▶ _Data extracts_
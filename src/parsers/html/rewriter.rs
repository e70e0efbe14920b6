//! 图片节点属性改写
//!
//! 每个匹配的节点最多有两处需要处理：
//!
//! - 主属性：配置的属性列表中第一个存在且非空的属性（例如 `src`、`data-src`、`content`）
//! - 候选列表属性：`srcset`，缺失时使用 `data-srcset`
//!
//! 两者并发处理；候选列表中的所有条目一起等待完成后才写回属性。
//! 处理失败不会向外传播：主属性保持原值，候选列表中失败的条目被移除。

use futures::future::join_all;
use markup5ever_rcdom::Handle;

use crate::core::LocalImagesOptions;
use crate::network::session::Session;
use crate::utils::url::is_external_url;

use super::assets::{AssetOutcome, AssetRegistry};
use super::dom::{get_node_attr, set_node_attr};
use super::parser::{parse_srcset, SrcSetItem};
use super::utils::{is_candidate_list_attribute, CANDIDATE_LIST_ATTRIBUTES};

/// 第一个存在且非空的来源属性，返回 `(属性名, 属性值)`
pub fn active_source_attribute(
    node: &Handle,
    source_attributes: &[String],
) -> Option<(String, String)> {
    source_attributes.iter().find_map(|attr_name| {
        get_node_attr(node, attr_name)
            .filter(|value| !value.trim().is_empty())
            .map(|value| (attr_name.clone(), value))
    })
}

/// 节点上的候选列表属性，`srcset` 优先
pub fn candidate_list_attribute(node: &Handle) -> Option<(&'static str, String)> {
    CANDIDATE_LIST_ATTRIBUTES.iter().find_map(|attr_name| {
        get_node_attr(node, attr_name)
            .filter(|value| !value.trim().is_empty())
            .map(|value| (*attr_name, value))
    })
}

/// 改写候选列表
///
/// 返回 `None` 表示属性无需改动（没有外部地址）；`Some(None)` 表示所有条目都失败，
/// 属性应被删除；`Some(Some(value))` 为新的属性值。
pub async fn rewrite_candidate_list(
    value: &str,
    options: &LocalImagesOptions,
    session: &Session,
    registry: &AssetRegistry,
) -> Option<Option<String>> {
    let items = parse_srcset(value);

    if !items.iter().any(|item| is_external_url(item.path)) {
        return None;
    }

    let outcomes: Vec<Option<AssetOutcome>> = join_all(items.iter().map(|item| async move {
        if is_external_url(item.path) {
            Some(registry.localize(item.path, options, session).await)
        } else {
            None
        }
    }))
    .await;

    let rewritten: Vec<String> = items
        .iter()
        .zip(outcomes)
        .filter_map(|(item, outcome)| match outcome {
            None => Some(item.to_string()),
            Some(Ok(asset)) => Some(
                SrcSetItem {
                    path: &asset.public_path,
                    descriptor: item.descriptor,
                }
                .to_string(),
            ),
            Some(Err(_)) => None,
        })
        .collect();

    if rewritten.is_empty() {
        Some(None)
    } else {
        Some(Some(rewritten.join(", ")))
    }
}

/// 处理单个节点
///
/// 只有在资源成功写入（或复用）后才会修改节点属性。
pub async fn process_node(
    node: &Handle,
    options: &LocalImagesOptions,
    session: &Session,
    registry: &AssetRegistry,
) {
    // 主属性本身就是候选列表时，交给候选列表处理
    let primary = active_source_attribute(node, &options.source_attributes)
        .filter(|(attr_name, _)| !is_candidate_list_attribute(attr_name));
    let candidates = candidate_list_attribute(node);

    let primary_pipeline = async {
        match &primary {
            Some((_, value)) if is_external_url(value.trim()) => {
                Some(registry.localize(value.trim(), options, session).await)
            }
            _ => None,
        }
    };

    let candidate_pipeline = async {
        match &candidates {
            Some((_, value)) => rewrite_candidate_list(value, options, session, registry).await,
            None => None,
        }
    };

    let (primary_outcome, candidate_value) = futures::join!(primary_pipeline, candidate_pipeline);

    if let (Some((attr_name, _)), Some(Ok(asset))) = (&primary, primary_outcome) {
        set_node_attr(node, attr_name, Some(asset.public_path));
    }

    if let (Some((attr_name, _)), Some(new_value)) = (&candidates, candidate_value) {
        set_node_attr(node, attr_name, new_value);
    }
}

▶ _What you need to do_
Reproduce only the lines above spanning from the line containing "-> Option<(String, String)>" through the line containing "pub fn candidate_list_attribute(node: &Handle)", word for word.

▶ _The answer_
) -> Option<(String, String)> {
    source_attributes.iter().find_map(|attr_name| {
        get_node_attr(node, attr_name)
            .filter(|value| !value.trim().is_empty())
            .map(|value| (attr_name.clone(), value))
    })
}

/// 节点上的候选列表属性，`srcset` 优先
pub fn candidate_list_attribute(node: &Handle) -> Option<(&'static str, String)> {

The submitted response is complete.